___ Provided data ___

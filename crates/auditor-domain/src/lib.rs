//! Auditor Domain Layer
//!
//! Value types shared by every other crate in the workspace. The only
//! external dependency is `uuid`, used for audit identifiers.
//!
//! ## Key Concepts
//!
//! - **Audit**: one analysis of one uploaded document, identified by an [`AuditId`]
//! - **Document**: the uploaded PDF bytes, held in memory for a single request
//! - **Transcript**: the model's answer, accumulated fragment by fragment in arrival order
//! - **Export**: the CSV block found in the transcript, rendered as a downloadable file
//!
//! Nothing here is persisted. Every value lives for the duration of one request.

#![warn(missing_docs)]
#![warn(clippy::all)]

pub mod audit;
pub mod document;
pub mod export;
pub mod transcript;

// Re-exports for convenience
pub use audit::AuditId;
pub use document::{DocumentError, PdfDocument, PDF_MIME_TYPE};
pub use export::{CsvEncoding, CsvExport, EXPORT_FILE_NAME, UTF8_BOM};
pub use transcript::Transcript;
//! CLI command definitions and argument parsing.

use auditor_extractor::ReportLayout;
use clap::{Parser, Subcommand};
use std::path::PathBuf;

/// Auditor Jurídico - audit legal-process PDFs from the terminal.
#[derive(Debug, Parser)]
#[command(name = "auditor")]
#[command(version, about, long_about = None)]
pub struct Cli {
    /// Disable colored output
    #[arg(long, global = true)]
    pub no_color: bool,

    /// Configuration file (same format as the web server's)
    #[arg(short, long, global = true, env = "AUDITOR_CONFIG")]
    pub config: Option<PathBuf>,

    /// Secrets file holding GEMINI_API_KEY
    #[arg(short, long, global = true)]
    pub secrets: Option<PathBuf>,

    #[command(subcommand)]
    pub command: Command,
}

/// CLI commands.
#[derive(Debug, Subcommand)]
pub enum Command {
    /// Audit a PDF, streaming the report and writing the CSV
    Analyze(AnalyzeArgs),

    /// Check that the configuration and API key load
    CheckConfig,
}

/// Arguments for the analyze command.
#[derive(Debug, Parser)]
pub struct AnalyzeArgs {
    /// PDF to audit
    pub pdf: PathBuf,

    /// Where to write the CSV (default: auditoria_juridica.csv next to the PDF)
    #[arg(short, long)]
    pub out: Option<PathBuf>,

    /// Report layout: base or data-mining
    #[arg(short, long)]
    pub layout: Option<ReportLayout>,

    /// Model to use instead of the configured one
    #[arg(short, long)]
    pub model: Option<String>,

    /// Write the CSV without a byte-order mark
    #[arg(long)]
    pub no_bom: bool,
}
//! Check-config command implementation.

use crate::config::Config;
use crate::error::Result;
use crate::output::Formatter;
use auditor_llm::{load_api_key, API_KEY_NAME};

/// Execute the check-config command.
///
/// Fails with the same distinct messages the web server uses at startup.
pub fn execute_check_config(config: &Config, formatter: &Formatter) -> Result<()> {
    load_api_key(&config.secrets_path)?;

    println!(
        "{}",
        formatter.success(&format!(
            "{} found in {}",
            API_KEY_NAME,
            config.secrets_path.display()
        ))
    );
    println!("{}", formatter.model_status(&config.audit.model));
    println!("{}", formatter.info(&format!("Layout: {}", config.audit.layout)));
    println!(
        "{}",
        formatter.info(&format!(
            "CSV encoding: {}",
            if config.audit.csv_bom { "UTF-8 with BOM" } else { "UTF-8" }
        ))
    );

    Ok(())
}

#[cfg(test)]
mod tests {
    use super::*;
    use crate::error::CliError;
    use auditor_llm::CredentialsError;

    #[test]
    fn test_missing_secrets() {
        let dir = tempfile::tempdir().unwrap();
        let config = Config {
            secrets_path: dir.path().join("secrets.toml"),
            ..Config::default()
        };

        let err = execute_check_config(&config, &Formatter::new(false)).unwrap_err();
        assert!(matches!(
            err,
            CliError::Credentials(CredentialsError::FileNotFound(_))
        ));
    }

    #[test]
    fn test_valid_secrets() {
        let dir = tempfile::tempdir().unwrap();
        let path = dir.path().join("secrets.toml");
        std::fs::write(&path, "GEMINI_API_KEY = \"abc\"\n").unwrap();
        let config = Config {
            secrets_path: path,
            ..Config::default()
        };

        assert!(execute_check_config(&config, &Formatter::new(false)).is_ok());
    }
}
//! Gemini Provider Implementation
//!
//! Streams answers from Google's Generative Language API using
//! `models/{model}:streamGenerateContent?alt=sse`.
//!
//! # Features
//!
//! - Inline binary parts (the PDF travels base64-encoded in the request body)
//! - System instruction and temperature per request
//! - Incremental decoding of the server-sent event body
//! - Connect timeout only; a long answer is never cut off mid-stream
//!
//! # Examples
//!
//! ```no_run
//! use auditor_llm::{ApiKey, GeminiProvider};
//!
//! let provider = GeminiProvider::new(ApiKey::new("key"), "gemini-flash-latest").unwrap();
//! ```

use crate::credentials::ApiKey;
use crate::request::{GenerationRequest, Part};
use crate::sse::SseDecoder;
use crate::{FragmentStream, LlmError, StreamingProvider};
use base64::engine::general_purpose::STANDARD as BASE64;
use base64::Engine;
use futures_util::stream::{self, BoxStream, StreamExt};
use serde::{Deserialize, Serialize};
use std::collections::VecDeque;
use std::time::Duration;
use tracing::{debug, warn};

/// Default Generative Language API endpoint
pub const DEFAULT_ENDPOINT: &str = "https://generativelanguage.googleapis.com";

/// Default model
pub const DEFAULT_MODEL: &str = "gemini-flash-latest";

/// Default timeout for establishing the connection (30 seconds)
pub const DEFAULT_CONNECT_TIMEOUT_SECS: u64 = 30;

/// Gemini API provider
pub struct GeminiProvider {
    endpoint: String,
    model: String,
    api_key: ApiKey,
    client: reqwest::Client,
}

impl GeminiProvider {
    /// Create a new Gemini provider against the public endpoint
    ///
    /// # Errors
    ///
    /// Returns error if the HTTP client cannot be built (TLS backend failure).
    pub fn new(api_key: ApiKey, model: impl Into<String>) -> Result<Self, LlmError> {
        let client = reqwest::Client::builder()
            .connect_timeout(Duration::from_secs(DEFAULT_CONNECT_TIMEOUT_SECS))
            .build()
            .map_err(|e| LlmError::Other(format!("Failed to build HTTP client: {}", e)))?;

        Ok(Self {
            endpoint: DEFAULT_ENDPOINT.to_string(),
            model: model.into(),
            api_key,
            client,
        })
    }

    /// Point the provider at a different base URL (proxies, tests)
    pub fn with_endpoint(mut self, endpoint: impl Into<String>) -> Self {
        self.endpoint = endpoint.into().trim_end_matches('/').to_string();
        self
    }

    /// Base URL in use
    pub fn endpoint(&self) -> &str {
        &self.endpoint
    }

    /// Full streaming URL for the configured model
    pub fn stream_url(&self) -> String {
        format!(
            "{}/v1beta/models/{}:streamGenerateContent?alt=sse",
            self.endpoint, self.model
        )
    }
}

impl StreamingProvider for GeminiProvider {
    fn model(&self) -> &str {
        &self.model
    }

    fn stream_generate(&self, request: GenerationRequest) -> FragmentStream {
        let state = StreamState::Connecting {
            client: self.client.clone(),
            url: self.stream_url(),
            api_key: self.api_key.clone(),
            model: self.model.clone(),
            body: Box::new(GeminiRequest::from(&request)),
        };
        stream::unfold(state, advance).boxed()
    }
}

/// Progress of one streamed generation
enum StreamState {
    Connecting {
        client: reqwest::Client,
        url: String,
        api_key: ApiKey,
        model: String,
        body: Box<GeminiRequest>,
    },
    Receiving {
        body: BoxStream<'static, Result<Vec<u8>, LlmError>>,
        decoder: SseDecoder,
        pending: VecDeque<Result<String, LlmError>>,
    },
    /// Body ended or failed; hand out what was already decoded
    Draining {
        pending: VecDeque<Result<String, LlmError>>,
    },
}

async fn advance(state: StreamState) -> Option<(Result<String, LlmError>, StreamState)> {
    let mut state = state;
    loop {
        state = match state {
            StreamState::Connecting {
                client,
                url,
                api_key,
                model,
                body,
            } => match connect(&client, &url, &api_key, &model, &body).await {
                Ok(response) => StreamState::Receiving {
                    body: response
                        .bytes_stream()
                        .map(|chunk| {
                            chunk.map(|bytes| bytes.to_vec()).map_err(|e| {
                                LlmError::Communication(format!("Stream interrupted: {}", e))
                            })
                        })
                        .boxed(),
                    decoder: SseDecoder::new(),
                    pending: VecDeque::new(),
                },
                Err(e) => StreamState::Draining {
                    pending: VecDeque::from([Err(e)]),
                },
            },
            StreamState::Receiving {
                mut body,
                mut decoder,
                mut pending,
            } => {
                if let Some(item) = pending.pop_front() {
                    return Some((
                        item,
                        StreamState::Receiving {
                            body,
                            decoder,
                            pending,
                        },
                    ));
                }

                match body.next().await {
                    Some(Ok(chunk)) => match decoder.feed(&chunk) {
                        Ok(events) => {
                            if queue_events(events, &mut pending) {
                                StreamState::Receiving {
                                    body,
                                    decoder,
                                    pending,
                                }
                            } else {
                                StreamState::Draining { pending }
                            }
                        }
                        Err(e) => {
                            pending.push_back(Err(e));
                            StreamState::Draining { pending }
                        }
                    },
                    Some(Err(e)) => {
                        pending.push_back(Err(e));
                        StreamState::Draining { pending }
                    }
                    None => {
                        queue_events(decoder.finish(), &mut pending);
                        StreamState::Draining { pending }
                    }
                }
            }
            StreamState::Draining { mut pending } => {
                return pending
                    .pop_front()
                    .map(|item| (item, StreamState::Draining { pending }));
            }
        };
    }
}

async fn connect(
    client: &reqwest::Client,
    url: &str,
    api_key: &ApiKey,
    model: &str,
    body: &GeminiRequest,
) -> Result<reqwest::Response, LlmError> {
    debug!("Opening Gemini stream for model {}", model);

    let response = client
        .post(url)
        .header("x-goog-api-key", api_key.expose())
        .json(body)
        .send()
        .await
        .map_err(|e| LlmError::Communication(format!("Request failed: {}", e)))?;

    let status = response.status();
    if status.is_success() {
        return Ok(response);
    }

    let error_text = response
        .text()
        .await
        .unwrap_or_else(|_| "Unknown error".to_string());
    warn!("Gemini returned HTTP {}", status);

    Err(match status {
        reqwest::StatusCode::NOT_FOUND => LlmError::ModelNotAvailable(model.to_string()),
        reqwest::StatusCode::TOO_MANY_REQUESTS => LlmError::RateLimitExceeded,
        _ => LlmError::Http {
            status: status.as_u16(),
            message: api_error_message(&error_text),
        },
    })
}

/// Decode events into the queue, stopping at the first bad one. Returns false
/// once an error has been queued.
fn queue_events(events: Vec<String>, pending: &mut VecDeque<Result<String, LlmError>>) -> bool {
    for data in events {
        match parse_event(&data) {
            Ok(Some(text)) => pending.push_back(Ok(text)),
            Ok(None) => {}
            Err(e) => {
                pending.push_back(Err(e));
                return false;
            }
        }
    }
    true
}

/// Extract the text carried by one streamed event
///
/// Returns `Ok(None)` for events without text (usage metadata, finish markers).
pub fn parse_event(data: &str) -> Result<Option<String>, LlmError> {
    let chunk: StreamChunk = serde_json::from_str(data)
        .map_err(|e| LlmError::InvalidResponse(format!("Failed to parse event: {}", e)))?;

    if let Some(error) = chunk.error {
        return Err(LlmError::Http {
            status: error.code.unwrap_or(500),
            message: error.message,
        });
    }

    if let Some(reason) = chunk.prompt_feedback.and_then(|f| f.block_reason) {
        return Err(LlmError::Blocked(reason));
    }

    let Some(candidate) = chunk.candidates.into_iter().next() else {
        return Ok(None);
    };

    if let Some(reason) = &candidate.finish_reason {
        debug!("Gemini finish reason: {}", reason);
    }

    let text: String = candidate
        .content
        .map(|content| {
            content
                .parts
                .into_iter()
                .filter(|part| !part.thought)
                .filter_map(|part| part.text)
                .collect()
        })
        .unwrap_or_default();

    Ok(if text.is_empty() { None } else { Some(text) })
}

/// Pull `error.message` out of an API error body, falling back to the raw text
fn api_error_message(body: &str) -> String {
    serde_json::from_str::<ErrorEnvelope>(body)
        .map(|envelope| envelope.error.message)
        .unwrap_or_else(|_| body.trim().to_string())
}

// ---------------------------------------------------------------------------
// Wire types
// ---------------------------------------------------------------------------

/// Request body for streamGenerateContent
#[derive(Serialize)]
#[serde(rename_all = "camelCase")]
struct GeminiRequest {
    contents: Vec<GeminiContent>,
    system_instruction: GeminiContent,
    generation_config: GenerationConfig,
}

#[derive(Serialize)]
struct GeminiContent {
    #[serde(skip_serializing_if = "Option::is_none")]
    role: Option<&'static str>,
    parts: Vec<GeminiPart>,
}

#[derive(Serialize)]
#[serde(untagged)]
enum GeminiPart {
    Text {
        text: String,
    },
    InlineData {
        #[serde(rename = "inlineData")]
        inline_data: InlineData,
    },
}

#[derive(Serialize)]
#[serde(rename_all = "camelCase")]
struct InlineData {
    mime_type: String,
    data: String,
}

#[derive(Serialize)]
struct GenerationConfig {
    temperature: f32,
}

impl From<&GenerationRequest> for GeminiRequest {
    fn from(request: &GenerationRequest) -> Self {
        let parts = request
            .parts()
            .iter()
            .map(|part| match part {
                Part::Text(text) => GeminiPart::Text { text: text.clone() },
                Part::InlineData { mime_type, data } => GeminiPart::InlineData {
                    inline_data: InlineData {
                        mime_type: mime_type.clone(),
                        data: BASE64.encode(data),
                    },
                },
            })
            .collect();

        Self {
            contents: vec![GeminiContent {
                role: Some("user"),
                parts,
            }],
            system_instruction: GeminiContent {
                role: None,
                parts: vec![GeminiPart::Text {
                    text: request.system_instruction().to_string(),
                }],
            },
            generation_config: GenerationConfig {
                temperature: request.temperature(),
            },
        }
    }
}

/// One event of the streamed response
#[derive(Deserialize)]
#[serde(rename_all = "camelCase")]
struct StreamChunk {
    #[serde(default)]
    candidates: Vec<Candidate>,
    prompt_feedback: Option<PromptFeedback>,
    error: Option<ApiError>,
}

#[derive(Deserialize)]
#[serde(rename_all = "camelCase")]
struct Candidate {
    content: Option<CandidateContent>,
    finish_reason: Option<String>,
}

#[derive(Deserialize)]
struct CandidateContent {
    #[serde(default)]
    parts: Vec<ResponsePart>,
}

#[derive(Deserialize)]
struct ResponsePart {
    text: Option<String>,
    #[serde(default)]
    thought: bool,
}

#[derive(Deserialize)]
#[serde(rename_all = "camelCase")]
struct PromptFeedback {
    block_reason: Option<String>,
}

#[derive(Deserialize)]
struct ErrorEnvelope {
    error: ApiError,
}

#[derive(Deserialize)]
struct ApiError {
    code: Option<u16>,
    message: String,
}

___

• _Required action_
What you return must be an exact retyping of the lines above starting at the line with "pub enum Command" and ending at the line with "to the PDF)", and nothing besides.

• _Answer for this exercise_
pub enum Command {
    /// Audit a PDF, streaming the report and writing the CSV
    Analyze(AnalyzeArgs),

    /// Check that the configuration and API key load
    CheckConfig,
}

/// Arguments for the analyze command.
#[derive(Debug, Parser)]
pub struct AnalyzeArgs {
    /// PDF to audit
    pub pdf: PathBuf,

    /// Where to write the CSV (default: auditoria_juridica.csv next to the PDF)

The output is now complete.